歴史観

2014年6月4日

道を明らかにせよ! 

  
 司馬遷は言う。
 「(史書の)『春秋』を見ると主君を殺害した国が36、国そのものが滅びた例が52、指導者が自国を保てず逃げてしまった例は数えきれない。その原因を調べると、皆、基本的なものをなくしたことに尽きる。『易経』ではこう言っている。『毛すじほどの狂いも末には千里の狂いとなる』と」
 一時の政策等ではない。偶然や外圧によるだけでもない。一国の滅亡の根本的原因は、“人間の基本”をなくしたところに尽きる――司馬遷の哲学的な視点に、私は、感銘をおぼえる。
 豊かになれば、地位を得れば、そして権力を握れば、人間は知らない間に人間としての基本を見失う。そこから、崩壊が始まる。すべては人間から発している。
 仏法では一念三千と説くが、人間の心、一念で決まる。そのわずかな狂いも、後には一国をも左右する。とくに指導者の一念が決定的である。
 司馬遷は、それを鋭く見ぬいた。
 一国の盛衰は偶然ではない。「人道」の基本が崩れた時、すでに滅びは始まっている。反対に、基本・原点を忘れず、忠実に実践しているかぎり、栄えは続く。
 だからこそ、「道」を明らかにせねばならないというのである。後の人が、「この道を行けば」と、はっきりわかり、迷わないために、堂々と、誇りをもって歩んでいけるために。

 
1991.5.5創価教育同窓の集い

2014年6月3日

王道を万代に示せ! 

  
 「王道」――社会と人間の「本筋」は何か。歩むべき正しき道は何か。「裏道」ではなく、「メーン・ストリート」は、どこにあるのか。
 人さまざまである。人を裏切り、権力と栄華を手にする者も、たくさんいる。正義を貫いたがゆえに、一族を滅ぼされた者も多い。
 人の功績を盗み、世に時めく者もいる。人に功績を譲り、自分は世に出ない者もいる。
 恩を忘れ、「うそ」と「策略」で要領よく立ち回り、それでも、世俗に迎合するゆえに、“人格者”と尊敬される者もいる。
 ――これでは、社会は荒野であり、ジャングルである。人が歩むべき「道」が見えない。
 乱世にあって、何が正しく、何が偽りなのか。何が疑わしく、何が真実なのか。
 表面ではなく、物事の奥底にひそむ「事実」への探求の眼をもて。天地のあらゆる事象を考究し、整理し、明らかな筋道を立てよ。天地と歴史を貫く「大道」を万代に示せ。基準を残せ。


(※真の歴史家・・・周公旦、孔子、司馬遷、トインビー博士他)

 
1991.5.5創価教育同窓の集い

2014年6月2日

「正しき歴史」を残せ! 

  
 大切なのは、「正しき歴史」を残すことである。

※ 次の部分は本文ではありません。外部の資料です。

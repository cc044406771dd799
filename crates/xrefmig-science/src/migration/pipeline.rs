use std::path::Path;

use chrono::Utc;
use serde::Serialize;
use tracing::{info, warn};
use xrefmig_core::{
    BatchGrouper, MigrationEntry, MigratorConfig, OutputDir, TransferLedger, list_input_files,
    read_entries,
};

use crate::error::{Result, ScienceError};
use crate::formats::deposit::{DepositHead, render_batch};
use crate::identifiers::doi::Doi;
use crate::resolver::RegistryResolver;
use crate::sources::Lookup;

#[derive(Debug, Clone, Default, Serialize)]
pub struct RunSummary {
    pub files_processed: usize,
    pub records_read: usize,
    pub records_migrated: usize,
    pub records_failed: usize,
    pub batches_written: usize,
    pub output_dir: String,
}

#[derive(Debug, Clone, PartialEq, Eq)]
pub enum FailureReason {
    InvalidDoi,
    NotFound,
    Incomplete(String),
}

#[derive(Debug, Clone, PartialEq, Eq)]
pub enum EntryOutcome {
    Migrated { new_doi: String },
    Failed(FailureReason),
}

/// One migration run. Owns the batch grouping and the ledger for the whole
/// run; both accumulate across input files.
pub struct MigrationRun {
    config: MigratorConfig,
    resolver: RegistryResolver,
    batches: BatchGrouper,
    ledger: TransferLedger,
    output: OutputDir,
    summary: RunSummary,
}

impl MigrationRun {
    pub fn new(config: MigratorConfig, resolver: RegistryResolver) -> Result<Self> {
        config.validate()?;
        let output = OutputDir::create(config.output_dir())?;
        let summary = RunSummary {
            output_dir: output.root().display().to_string(),
            ..Default::default()
        };
        Ok(Self {
            config,
            resolver,
            batches: BatchGrouper::new(),
            ledger: TransferLedger::new(),
            output,
            summary,
        })
    }

    /// Process every file of the configured input directory.
    pub async fn run(mut self) -> Result<RunSummary> {
        let files = list_input_files(&self.config.input_dir())?;
        if files.is_empty() {
            warn!(dir = %self.config.input_dir().display(), "no input files found");
        }
        for path in files {
            self.process_file(&path).await?;
        }
        Ok(self.summary)
    }

    pub async fn process_file(&mut self, path: &Path) -> Result<()> {
        info!(file = %path.display(), "processing input file");
        let entries = read_entries(path)?;
        for entry in &entries {
            self.migrate_entry(entry).await?;
        }
        self.summary.files_processed += 1;
        self.flush()
    }

    /// Resolve one row and add the migrated record to its batch. Unresolvable
    /// rows go to the failure ledger; transport and parse errors are returned.
    pub async fn migrate_entry(&mut self, entry: &MigrationEntry) -> Result<EntryOutcome> {
        self.summary.records_read += 1;

        let legacy = match Doi::parse(&entry.legacy_doi) {
            Ok(doi) => doi,
            Err(e) => {
                warn!(doi = %entry.legacy_doi, error = %e, "skipping malformed legacy DOI");
                return Ok(self.fail(&entry.legacy_doi, FailureReason::InvalidDoi));
            }
        };
        if !legacy.has_prefix(&self.config.migration.old_prefix) {
            warn!(
                doi = %legacy,
                old_prefix = %self.config.migration.old_prefix,
                "legacy DOI does not carry the configured old prefix"
            );
        }

        let record = match self.resolver.resolve_record(&legacy).await {
            Ok(Lookup::Found(record)) => record,
            Ok(Lookup::NotFound) => {
                return Ok(self.fail(&entry.legacy_doi, FailureReason::NotFound));
            }
            Err(ScienceError::Incomplete { reason, .. }) => {
                warn!(doi = %legacy, %reason, "rejecting incomplete record");
                return Ok(self.fail(&entry.legacy_doi, FailureReason::Incomplete(reason)));
            }
            Err(e) => return Err(e),
        };

        let new_doi = legacy.with_prefix(&self.config.migration.new_prefix);
        self.batches
            .add(record.migrate(new_doi.value.clone(), entry.new_url.clone()));
        self.summary.records_migrated += 1;

        Ok(EntryOutcome::Migrated {
            new_doi: new_doi.value,
        })
    }

    /// Render every batch accumulated so far and rewrite the ledger files.
    pub fn flush(&mut self) -> Result<()> {
        let timestamp = Utc::now();

        for batch in self.batches.iter() {
            let head = DepositHead::from_config(&self.config, batch.key.to_string(), timestamp);
            let xml = render_batch(batch, &head)?;
            let path = self.output.write_batch(&batch.key, &xml)?;
            info!(
                file = %path.display(),
                articles = batch.len(),
                "wrote deposit batch"
            );

            for record in &batch.records {
                if let Some(doi) = &record.article.doi {
                    self.ledger.record_success(doi);
                }
            }
        }
        self.summary.batches_written = self.batches.len();

        if !self.ledger.processed().is_empty() {
            let lines = self.ledger.mapping_lines(
                &self.config.migration.old_prefix,
                &self.config.migration.new_prefix,
            );
            self.output.write_transfer_list(&lines)?;
        }
        if !self.ledger.failed().is_empty() {
            self.output.write_failures(self.ledger.failed())?;
        }
        Ok(())
    }

    pub fn ledger(&self) -> &TransferLedger {
        &self.ledger
    }

    pub fn batches(&self) -> &BatchGrouper {
        &self.batches
    }

    pub fn summary(&self) -> &RunSummary {
        &self.summary
    }

    fn fail(&mut self, legacy_doi: &str, reason: FailureReason) -> EntryOutcome {
        self.ledger.record_failure(legacy_doi);
        self.summary.records_failed += 1;
        EntryOutcome::Failed(reason)
    }
}
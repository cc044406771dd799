use std::fs;
use std::path::{Path, PathBuf};

use tracing::warn;

use crate::error::{CoreError, Result};

/// One input row: a legacy DOI and the URL its content now lives at.
#[derive(Debug, Clone, PartialEq, Eq)]
pub struct MigrationEntry {
    pub legacy_doi: String,
    pub new_url: String,
}

impl MigrationEntry {
    pub fn new(legacy_doi: impl Into<String>, new_url: impl Into<String>) -> Self {
        Self {
            legacy_doi: legacy_doi.into(),
            new_url: new_url.into(),
        }
    }
}

/// Regular files of `dir` sorted by name. Directories and dot-files are skipped.
pub fn list_input_files(dir: &Path) -> Result<Vec<PathBuf>> {
    if !dir.is_dir() {
        return Err(CoreError::DirectoryNotFound(dir.display().to_string()));
    }

    let mut files = Vec::new();
    for entry in fs::read_dir(dir)? {
        let path = entry?.path();
        if path.is_dir() {
            continue;
        }
        let hidden = path
            .file_name()
            .map(|name| name.to_string_lossy().starts_with('.'))
            .unwrap_or(true);
        if hidden {
            continue;
        }
        files.push(path);
    }
    files.sort();
    Ok(files)
}

/// Read `DOI,new URL` rows from a header-less CSV file.
pub fn read_entries(path: &Path) -> Result<Vec<MigrationEntry>> {
    let mut reader = csv::ReaderBuilder::new()
        .has_headers(false)
        .flexible(true)
        .trim(csv::Trim::All)
        .from_path(path)?;

    let mut entries = Vec::new();
    for (line, row) in reader.records().enumerate() {
        let row = row?;
        match (row.get(0), row.get(1)) {
            (Some(doi), Some(url)) if !doi.is_empty() && !url.is_empty() => {
                entries.push(MigrationEntry::new(doi, url));
            }
            _ => warn!(
                file = %path.display(),
                line = line + 1,
                "skipping row without a DOI and URL"
            ),
        }
    }
    Ok(entries)
}

#[cfg(test)]
mod tests {
    use super::*;
    use tempfile::TempDir;

    #[test]
    fn reads_rows_in_order() {
        let dir = TempDir::new().unwrap();
        let path = dir.path().join("batch.csv");
        fs::write(
            &path,
            "10.1111/abc, http://new.example/abc\n10.1111/def,http://new.example/def\n",
        )
        .unwrap();

        let entries = read_entries(&path).unwrap();
        assert_eq!(
            entries,
            vec![
                MigrationEntry::new("10.1111/abc", "http://new.example/abc"),
                MigrationEntry::new("10.1111/def", "http://new.example/def"),
            ]
        );
    }

    #[test]
    fn skips_incomplete_rows() {
        let dir = TempDir::new().unwrap();
        let path = dir.path().join("batch.csv");
        fs::write(&path, "10.1111/abc\n\n10.1111/def,http://new.example/def\n").unwrap();

        let entries = read_entries(&path).unwrap();
        assert_eq!(entries.len(), 1);
        assert_eq!(entries[0].legacy_doi, "10.1111/def");
    }

    #[test]
    fn lists_files_sorted_without_dirs_or_dotfiles() {
        let dir = TempDir::new().unwrap();
        fs::write(dir.path().join("b.csv"), "").unwrap();
        fs::write(dir.path().join("a.csv"), "").unwrap();
        fs::write(dir.path().join(".hidden.csv"), "").unwrap();
        fs::create_dir(dir.path().join("nested")).unwrap();

        let files = list_input_files(dir.path()).unwrap();
        let names: Vec<_> = files
            .iter()
            .map(|p| p.file_name().unwrap().to_string_lossy().to_string())
            .collect();
        assert_eq!(names, vec!["a.csv", "b.csv"]);
    }

    #[test]
    fn missing_directory_is_an_error() {
        let result = list_input_files(Path::new("/tmp/xrefmig-no-such-input-dir"));
        assert!(matches!(result, Err(CoreError::DirectoryNotFound(_))));
    }
}
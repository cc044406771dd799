use tracing::debug;
use xrefmig_core::{ArticleInfo, Author, CanonicalArticleRecord, JournalInfo, OnlineDate, PublicationDate};

use super::{Normalize, clean_abstract, incomplete, non_empty, split_page_range};
use crate::error::Result;
use crate::identifiers::doi::Doi;
use crate::sources::crossref::{CrossRefAuthor, CrossRefWork};

impl Normalize for CrossRefWork {
    fn normalize(&self, doi: &Doi) -> Result<CanonicalArticleRecord> {
        let published = publication_date(&self.published)
            .ok_or_else(|| incomplete(doi, "Crossref record has no publication year"))?;

        let (first_page, last_page) = self
            .page
            .as_deref()
            .map(split_page_range)
            .unwrap_or_default();

        Ok(CanonicalArticleRecord {
            journal: JournalInfo {
                full_title: self.container_title.first().cloned().unwrap_or_default(),
                publisher: self.publisher.clone().unwrap_or_default(),
                issn: non_empty(self.issn.first().map(String::as_str)),
            },
            article: ArticleInfo {
                volume: self.volume.clone().unwrap_or_default(),
                issue: self.issue.clone().unwrap_or_default(),
                title: self.title.first().cloned().unwrap_or_default(),
                first_page,
                last_page,
                authors: self.author.iter().filter_map(|a| author(doi, a)).collect(),
                resource_url: self.resource_url.clone().unwrap_or_default(),
                doi: None,
                published,
                published_online: self.published_online.as_deref().map(online_date),
                abstract_text: self.abstract_text.as_deref().and_then(clean_abstract),
            },
        })
    }
}

fn author(doi: &Doi, a: &CrossRefAuthor) -> Option<Author> {
    // organisational authors only carry `name`
    let family = non_empty(a.family.as_deref()).or_else(|| non_empty(a.name.as_deref()));
    match family {
        Some(family) => Some(Author::new(family, non_empty(a.given.as_deref()))),
        None => {
            debug!(doi = %doi, "dropping Crossref author without a name");
            None
        }
    }
}

fn publication_date(parts: &[i64]) -> Option<PublicationDate> {
    let year = i32::try_from(*parts.first()?).ok()?;
    Some(PublicationDate {
        year,
        month: component(parts, 1),
        day: component(parts, 2),
    })
}

fn online_date(parts: &[i64]) -> OnlineDate {
    OnlineDate {
        year: parts.first().and_then(|&y| i32::try_from(y).ok()),
        month: component(parts, 1),
        day: component(parts, 2),
    }
}

fn component(parts: &[i64], index: usize) -> Option<u32> {
    parts.get(index).and_then(|&v| u32::try_from(v).ok())
}
use crate::*;
use approx::{assert_abs_diff_eq, assert_relative_eq};
use std::f64::consts::TAU;

fn dist(p: [f64; 2], q: [f64; 2]) -> f64 {
    (p[0] - q[0]).hypot(p[1] - q[1])
}

fn assert_closed(joints: &JointSnapshot, lengths: &Lengths) {
    for (p, q, id) in LINKS {
        let (Some(p), Some(q)) = (joints.get(p), joints.get(q)) else {
            panic!("unresolved bar {id}: {joints:?}");
        };
        assert_relative_eq!(dist(p, q), lengths.get(id), max_relative = 1e-4);
    }
}

fn assert_point_eq(p: [f64; 2], q: [f64; 2], epsilon: f64) {
    assert_abs_diff_eq!(p[0], q[0], epsilon = epsilon);
    assert_abs_diff_eq!(p[1], q[1], epsilon = epsilon);
}

fn assert_snapshot_eq(lhs: &JointSnapshot, rhs: &JointSnapshot, epsilon: f64) {
    for ((name, p), (_, q)) in lhs.iter().zip(rhs.iter()) {
        match (p, q) {
            (Some(p), Some(q)) => assert_point_eq(p, q, epsilon),
            (None, None) => (),
            _ => panic!("joint {name} differs: {p:?} vs {q:?}"),
        }
    }
}

#[test]
fn canonical_mechanism_closes() {
    let lengths = Linkage::canonical().scaled_lengths();
    let joints = solve(&lengths, 0.);
    assert!(joints.is_complete());
    assert_eq!(joints.a, [0., 0.]);
    assert_eq!(joints.b, [7.8, 25.]);
    assert_eq!(joints.c, [38., 0.]);
    assert_closed(&joints, &lengths);
    assert_eq!(joints.bars().count(), LINKS.len());
}

#[test]
fn canonical_mechanism_closes_at_every_sample() {
    let lengths = Lengths::CANONICAL;
    for t in angles(72) {
        assert_closed(&solve(&lengths, t), &lengths);
    }
}

#[test]
fn regression_baseline() {
    let joints = Linkage::canonical().solve(0.);
    assert_point_eq(joints.d.unwrap(), [43.64435, 41.11437], 1e-4);
    assert_point_eq(joints.e.unwrap(), [59.63456, 4.34043], 1e-4);
    assert_point_eq(joints.f.unwrap(), [80.20706, 37.94299], 1e-4);
    // Default linkage at scale 5
    let joints = Linkage::default().solve(0.);
    assert_point_eq(joints.f.unwrap(), [401.03532, 189.71495], 1e-4);
}

#[test]
fn periodic_in_crank_angle() {
    let lengths = Lengths::CANONICAL;
    for t in angles(36) {
        let lhs = solve(&lengths, t);
        assert_snapshot_eq(&lhs, &solve(&lengths, t + TAU), 1e-9);
        assert_snapshot_eq(&lhs, &solve(&lengths, t - TAU), 1e-9);
    }
}

#[test]
fn scale_invariance() {
    for k in [0.5, 2., 5., 7.3] {
        let mut scaled = Linkage::canonical();
        scaled.set_scale(k).unwrap();
        let stretched = Linkage::new(Lengths::CANONICAL.scaled(k), 1.).unwrap();
        let unit = Linkage::canonical();
        for t in angles(24) {
            let lhs = scaled.solve(t);
            // Same scaled lengths, same snapshot
            assert_eq!(lhs, stretched.solve(t));
            // Uniform scale of the unit linkage
            let rhs = unit.solve(t);
            for ((_, p), (_, q)) in lhs.iter().zip(rhs.iter()) {
                let (p, q) = (p.unwrap(), q.unwrap());
                assert_relative_eq!(p[0], k * q[0], epsilon = 1e-9 * k, max_relative = 1e-9);
                assert_relative_eq!(p[1], k * q[1], epsilon = 1e-9 * k, max_relative = 1e-9);
            }
        }
    }
}

#[test]
fn sampling_is_deterministic() {
    let linkage = Linkage::default();
    let lhs = linkage.sample_trajectory(DEFAULT_RES);
    let rhs = linkage.sample_trajectory(DEFAULT_RES);
    assert_eq!(lhs.len(), DEFAULT_RES);
    assert_eq!(lhs, rhs);
}

#[test]
fn sample_matches_solve() {
    let lengths = Lengths::CANONICAL;
    let path = Trajectory::sample(&lengths, 90);
    for (t, p) in path.iter() {
        assert_eq!(p, solve(&lengths, t).foot());
    }
    assert!(Trajectory::sample(&lengths, 0).is_empty());
}

#[test]
fn canonical_gait() {
    let path = Linkage::canonical().sample_trajectory(DEFAULT_RES);
    assert_eq!(path.gaps(), 0);
    let gait = path.gait();
    assert!(gait.is_defined());
    assert_abs_diff_eq!(gait.step_length.unwrap(), 8.573, epsilon = 1e-3);
    assert_abs_diff_eq!(gait.step_height.unwrap(), 6.347, epsilon = 1e-3);
}

#[test]
fn unreachable_crank_resolves_nothing() {
    // The crank tip is always farther from B than both couplers can reach
    let mut linkage = Linkage::canonical();
    linkage.set_length(LinkId::Crank, 200.).unwrap();
    let joints = linkage.solve(0.);
    assert_eq!((joints.d, joints.e, joints.f), (None, None, None));
    assert_eq!(joints.c, [200., 0.]);
    assert_eq!(joints.bars().count(), 1);
    let path = linkage.sample_trajectory(DEFAULT_RES);
    assert_eq!(path.len(), DEFAULT_RES);
    assert_eq!(path.gaps(), DEFAULT_RES);
    assert_eq!(path.gait(), Gait { step_length: None, step_height: None });
}

#[test]
fn unreachable_foot_keeps_upstream_joints() {
    let mut linkage = Linkage::canonical();
    linkage.set_length(LinkId::Ternary1, 200.).unwrap();
    let joints = linkage.solve(0.);
    assert!(joints.d.is_some() && joints.e.is_some());
    assert_eq!(joints.foot(), None);
    assert!(!joints.is_complete());
    assert_eq!(joints.iter().count(), 6);
    assert!(linkage.sample_trajectory(60).defined().next().is_none());
}

#[test]
fn partially_feasible_sweep_skips_gaps() {
    // A long crank pulls coupler 1 out of reach over part of the turn
    let mut linkage = Linkage::canonical();
    linkage.set_length(LinkId::Crank, 60.).unwrap();
    let path = linkage.sample_trajectory(DEFAULT_RES);
    assert_eq!(path.len(), DEFAULT_RES);
    assert!(path.gaps() > 0 && path.gaps() < DEFAULT_RES);
    assert!(!path.segments().is_empty());
    for (t, p) in path.iter() {
        let joints = linkage.solve(t);
        assert_eq!(p, joints.foot());
        if joints.d.is_none() {
            assert_eq!((joints.e, joints.f), (None, None));
        }
    }
    let xs = path.defined().map(|[x, _]| x).collect::<Vec<_>>();
    let max = xs.iter().copied().fold(f64::NEG_INFINITY, f64::max);
    let min = xs.iter().copied().fold(f64::INFINITY, f64::min);
    let gait = path.gait();
    assert!(gait.is_defined());
    assert_abs_diff_eq!(gait.step_length.unwrap(), (max - min) / 10., epsilon = 1e-12);
}

#[test]
fn metrics_ignore_unresolved_samples() {
    let samples = [None, Some([10., -5.]), None, Some([30., 20.]), Some([-10., 0.]), None];
    assert_eq!(step_length(&samples), Some(4.));
    assert_eq!(step_height(&samples), Some(2.));
    assert_eq!(step_length(&[None, Some([1., 1.]), None]), None);
    assert_eq!(step_height(&[]), None);
    let path = Trajectory::from(samples.to_vec());
    assert_eq!(path.gaps(), 3);
    assert_eq!(path.segments(), [vec![[10., -5.]], vec![[30., 20.], [-10., 0.]]]);
    assert_eq!(to_cm([125., -30.]), [12.5, -3.]);
}

#[test]
fn continuous_sampling_is_smooth() {
    let lengths = Lengths::CANONICAL;
    let solver = Solver::default();
    let path = solver.sample_continuous(&lengths, DEFAULT_RES);
    assert_eq!(path.gaps(), 0);
    let curve = path.defined().collect::<Vec<_>>();
    let max_jump = curve
        .iter()
        .zip(curve.iter().cycle().skip(1))
        .map(|(p, q)| dist(*p, *q))
        .fold(0., f64::max);
    assert!(max_jump < 10., "jump of {max_jump}");
    // The first sample has no previous joints
    assert_eq!(path.samples()[0], solve(&lengths, 0.).foot());
}

#[test]
fn fixed_guess_sampling_switches_branches() {
    let lengths = Lengths::CANONICAL;
    let solver = Solver::default();
    let max_jump = |path: &Trajectory| {
        let curve = path.defined().collect::<Vec<_>>();
        curve
            .iter()
            .zip(curve.iter().cycle().skip(1))
            .map(|(p, q)| dist(*p, *q))
            .fold(0., f64::max)
    };
    let fixed = solver.sample(&lengths, DEFAULT_RES);
    let continuous = solver.sample_continuous(&lengths, DEFAULT_RES);
    assert_eq!(fixed.gaps(), 0);
    assert!(max_jump(&fixed) > 50.);
    assert!(max_jump(&continuous) < 10.);
    assert_ne!(fixed, continuous);
}

#[test]
fn solve_from_falls_back_to_fixed_guesses() {
    let lengths = Lengths::CANONICAL;
    let solver = Solver::default();
    let empty = JointSnapshot { d: None, e: None, f: None, ..solve(&lengths, 0.) };
    assert_eq!(solver.solve_from(&lengths, 1., &empty), solver.solve(&lengths, 1.));
}

#[cfg(feature = "serde")]
#[test]
fn linkage_config_validates() {
    let linkage = ron::from_str::<Linkage>("(lengths: (crank: 40.0), scale: 2.0)").unwrap();
    assert_eq!(linkage.length(LinkId::Crank), 40.);
    assert_eq!(linkage.length(LinkId::Coupler1), 41.5);
    assert_eq!(linkage.scaled_lengths().crank, 80.);
    let linkage = ron::from_str::<Linkage>("()").unwrap();
    assert_eq!(linkage, Linkage::default());
    assert!(ron::from_str::<Linkage>("(scale: -1.0)").is_err());
    assert!(ron::from_str::<Linkage>("(lengths: (offset_x: 0.0))").is_err());
    let s = ron::to_string(&Linkage::canonical()).unwrap();
    assert_eq!(ron::from_str::<Linkage>(&s).unwrap(), Linkage::canonical());
}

「事実」は何だったのか。「真実」はどこにあったのか。それを明らかにし、万人に示す。簡単なようで、これほどむずかしいことも少ない。
 極論すれば、「歴史」の大半は改竄され、ゆがめられ、捏造されている可能性がある。それが世の中である。
 時の権力者の顔をうかがい、時の勢いの尻馬に乗り、利害と計算ずくで、「事実」を曲げて書く。曲げられ、作られた「事実」が独り歩きして、いつしか本当の「歴史」として残されてしまう。恐ろしいことであるが、決して珍しいことではない。いつの世もそうであった。
 「真実」は「真実の人」でなければ書けない。「正義」は「正義の人」でなければ伝えきれない。人を離れて文はなく、歴史もないからだ。
 本当の「客観性」「公平さ」とは、無責任な傍観者的傲(おご)りからは生まれない。つねに、あえて「迫害される側」に立つ――その熱き人間性と勇気、自己を律する理知をもつ人のみが、「真実を残す」という峻厳な仕事を担える。